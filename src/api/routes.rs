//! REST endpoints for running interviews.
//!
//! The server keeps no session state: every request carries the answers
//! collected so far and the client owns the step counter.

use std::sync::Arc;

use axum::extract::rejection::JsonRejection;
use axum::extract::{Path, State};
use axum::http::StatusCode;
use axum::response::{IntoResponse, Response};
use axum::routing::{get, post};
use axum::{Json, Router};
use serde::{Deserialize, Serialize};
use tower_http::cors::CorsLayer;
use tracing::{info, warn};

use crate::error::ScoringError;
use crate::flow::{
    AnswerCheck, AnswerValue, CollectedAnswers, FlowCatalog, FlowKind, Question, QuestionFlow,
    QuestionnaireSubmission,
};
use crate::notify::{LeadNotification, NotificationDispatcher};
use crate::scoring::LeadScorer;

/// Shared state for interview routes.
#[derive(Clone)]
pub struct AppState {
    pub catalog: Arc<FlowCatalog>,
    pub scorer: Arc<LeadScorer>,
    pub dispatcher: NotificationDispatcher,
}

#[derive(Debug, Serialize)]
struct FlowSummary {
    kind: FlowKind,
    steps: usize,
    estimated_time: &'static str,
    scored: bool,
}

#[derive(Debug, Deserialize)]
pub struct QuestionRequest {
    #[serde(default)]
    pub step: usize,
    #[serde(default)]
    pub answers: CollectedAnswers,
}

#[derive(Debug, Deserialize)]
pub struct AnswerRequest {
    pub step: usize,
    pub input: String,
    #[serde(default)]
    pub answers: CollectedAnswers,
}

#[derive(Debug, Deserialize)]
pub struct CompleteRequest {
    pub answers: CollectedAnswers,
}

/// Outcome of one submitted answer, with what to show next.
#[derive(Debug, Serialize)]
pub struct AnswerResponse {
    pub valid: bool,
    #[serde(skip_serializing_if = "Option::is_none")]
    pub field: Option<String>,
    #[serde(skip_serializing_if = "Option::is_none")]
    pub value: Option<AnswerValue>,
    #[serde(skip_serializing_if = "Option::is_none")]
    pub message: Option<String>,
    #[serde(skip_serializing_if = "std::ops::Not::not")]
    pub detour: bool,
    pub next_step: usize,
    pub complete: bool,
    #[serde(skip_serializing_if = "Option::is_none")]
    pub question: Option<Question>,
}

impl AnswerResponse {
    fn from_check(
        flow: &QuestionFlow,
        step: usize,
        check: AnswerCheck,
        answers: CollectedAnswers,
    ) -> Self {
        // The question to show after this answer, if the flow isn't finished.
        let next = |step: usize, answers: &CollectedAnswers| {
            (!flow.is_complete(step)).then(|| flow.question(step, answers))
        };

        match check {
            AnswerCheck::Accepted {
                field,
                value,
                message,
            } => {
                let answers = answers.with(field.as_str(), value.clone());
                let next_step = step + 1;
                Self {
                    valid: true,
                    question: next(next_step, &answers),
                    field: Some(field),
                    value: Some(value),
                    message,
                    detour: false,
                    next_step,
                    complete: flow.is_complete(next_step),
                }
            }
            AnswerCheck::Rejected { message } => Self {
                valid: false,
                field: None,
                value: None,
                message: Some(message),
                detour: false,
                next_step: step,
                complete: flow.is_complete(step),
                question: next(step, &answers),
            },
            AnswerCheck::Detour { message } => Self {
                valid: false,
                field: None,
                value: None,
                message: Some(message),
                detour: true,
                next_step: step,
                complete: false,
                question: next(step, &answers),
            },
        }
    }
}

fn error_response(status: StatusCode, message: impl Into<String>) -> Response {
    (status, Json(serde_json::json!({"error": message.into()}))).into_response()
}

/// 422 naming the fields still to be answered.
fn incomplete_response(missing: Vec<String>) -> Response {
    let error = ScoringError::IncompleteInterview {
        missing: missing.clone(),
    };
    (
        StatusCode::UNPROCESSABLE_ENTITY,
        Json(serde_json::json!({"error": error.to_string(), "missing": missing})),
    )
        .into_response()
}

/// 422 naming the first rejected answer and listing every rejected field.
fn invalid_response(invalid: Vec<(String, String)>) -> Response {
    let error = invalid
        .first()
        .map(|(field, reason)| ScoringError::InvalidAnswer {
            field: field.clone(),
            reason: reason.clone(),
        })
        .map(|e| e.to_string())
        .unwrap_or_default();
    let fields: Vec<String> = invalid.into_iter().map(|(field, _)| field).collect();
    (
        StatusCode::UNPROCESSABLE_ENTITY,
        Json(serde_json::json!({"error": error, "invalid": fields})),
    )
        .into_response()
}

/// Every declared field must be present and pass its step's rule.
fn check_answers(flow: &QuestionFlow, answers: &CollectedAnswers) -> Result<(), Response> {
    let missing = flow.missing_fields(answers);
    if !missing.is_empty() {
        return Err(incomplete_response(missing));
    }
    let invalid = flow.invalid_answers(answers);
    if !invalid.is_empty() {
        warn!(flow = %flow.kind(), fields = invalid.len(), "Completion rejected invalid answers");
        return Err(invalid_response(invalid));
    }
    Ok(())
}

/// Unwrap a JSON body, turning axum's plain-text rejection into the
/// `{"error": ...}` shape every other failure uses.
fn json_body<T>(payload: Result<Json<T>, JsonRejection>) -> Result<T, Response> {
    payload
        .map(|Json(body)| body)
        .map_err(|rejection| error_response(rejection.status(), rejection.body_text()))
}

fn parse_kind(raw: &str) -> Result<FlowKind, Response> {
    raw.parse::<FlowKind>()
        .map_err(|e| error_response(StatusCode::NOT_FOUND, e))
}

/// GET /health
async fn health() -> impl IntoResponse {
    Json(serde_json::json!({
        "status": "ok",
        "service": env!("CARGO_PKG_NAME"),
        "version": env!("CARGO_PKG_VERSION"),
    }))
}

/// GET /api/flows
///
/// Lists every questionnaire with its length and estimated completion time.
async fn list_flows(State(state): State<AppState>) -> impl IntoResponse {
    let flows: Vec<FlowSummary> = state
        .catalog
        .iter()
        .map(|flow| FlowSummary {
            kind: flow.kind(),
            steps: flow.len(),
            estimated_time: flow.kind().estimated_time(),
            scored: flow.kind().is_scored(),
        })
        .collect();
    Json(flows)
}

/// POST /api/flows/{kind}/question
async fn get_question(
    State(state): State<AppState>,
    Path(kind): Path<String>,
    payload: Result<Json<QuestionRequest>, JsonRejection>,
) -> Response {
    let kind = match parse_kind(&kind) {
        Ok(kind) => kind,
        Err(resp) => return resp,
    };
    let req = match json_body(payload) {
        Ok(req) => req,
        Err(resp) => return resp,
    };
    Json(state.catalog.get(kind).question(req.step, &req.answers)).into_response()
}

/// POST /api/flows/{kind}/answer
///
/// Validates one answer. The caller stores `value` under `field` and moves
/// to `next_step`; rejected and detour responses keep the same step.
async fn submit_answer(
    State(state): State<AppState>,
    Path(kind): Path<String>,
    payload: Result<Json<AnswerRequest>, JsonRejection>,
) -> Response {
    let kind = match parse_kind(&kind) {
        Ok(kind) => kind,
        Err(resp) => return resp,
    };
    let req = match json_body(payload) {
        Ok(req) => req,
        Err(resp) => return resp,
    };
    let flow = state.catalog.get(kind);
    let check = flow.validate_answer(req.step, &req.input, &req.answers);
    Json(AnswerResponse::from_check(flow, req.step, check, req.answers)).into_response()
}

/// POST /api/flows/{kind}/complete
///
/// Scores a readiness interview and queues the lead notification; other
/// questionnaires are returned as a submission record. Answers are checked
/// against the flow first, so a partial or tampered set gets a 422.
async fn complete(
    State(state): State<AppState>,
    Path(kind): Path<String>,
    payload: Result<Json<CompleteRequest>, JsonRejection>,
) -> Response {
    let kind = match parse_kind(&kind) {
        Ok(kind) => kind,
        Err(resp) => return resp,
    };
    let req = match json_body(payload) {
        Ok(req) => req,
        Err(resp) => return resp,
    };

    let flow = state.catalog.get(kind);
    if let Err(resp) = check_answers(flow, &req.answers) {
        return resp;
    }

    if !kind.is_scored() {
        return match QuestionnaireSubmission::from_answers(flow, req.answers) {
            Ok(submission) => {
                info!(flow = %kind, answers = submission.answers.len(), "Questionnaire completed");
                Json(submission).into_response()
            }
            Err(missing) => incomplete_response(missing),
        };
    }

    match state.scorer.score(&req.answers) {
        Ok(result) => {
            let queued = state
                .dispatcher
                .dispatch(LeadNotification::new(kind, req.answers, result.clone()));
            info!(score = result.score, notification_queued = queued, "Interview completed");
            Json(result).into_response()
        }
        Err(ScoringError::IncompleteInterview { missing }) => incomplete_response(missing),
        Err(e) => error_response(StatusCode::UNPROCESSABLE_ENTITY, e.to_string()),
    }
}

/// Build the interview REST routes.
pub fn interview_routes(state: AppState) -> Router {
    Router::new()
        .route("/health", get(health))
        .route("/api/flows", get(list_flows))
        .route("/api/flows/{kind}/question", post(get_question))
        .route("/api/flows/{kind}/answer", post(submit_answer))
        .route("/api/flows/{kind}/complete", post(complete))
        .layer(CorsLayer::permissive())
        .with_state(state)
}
____
What is expected: Where does the string "missing" occur in the data above? Copy every line that holds it.

Written answer:
fn incomplete_response(missing: Vec<String>) -> Response {
        missing: missing.clone(),
        Json(serde_json::json!({"error": error.to_string(), "missing": missing})),
    let missing = flow.missing_fields(answers);
    if !missing.is_empty() {
        return Err(incomplete_response(missing));
            Err(missing) => incomplete_response(missing),
        Err(ScoringError::IncompleteInterview { missing }) => incomplete_response(missing),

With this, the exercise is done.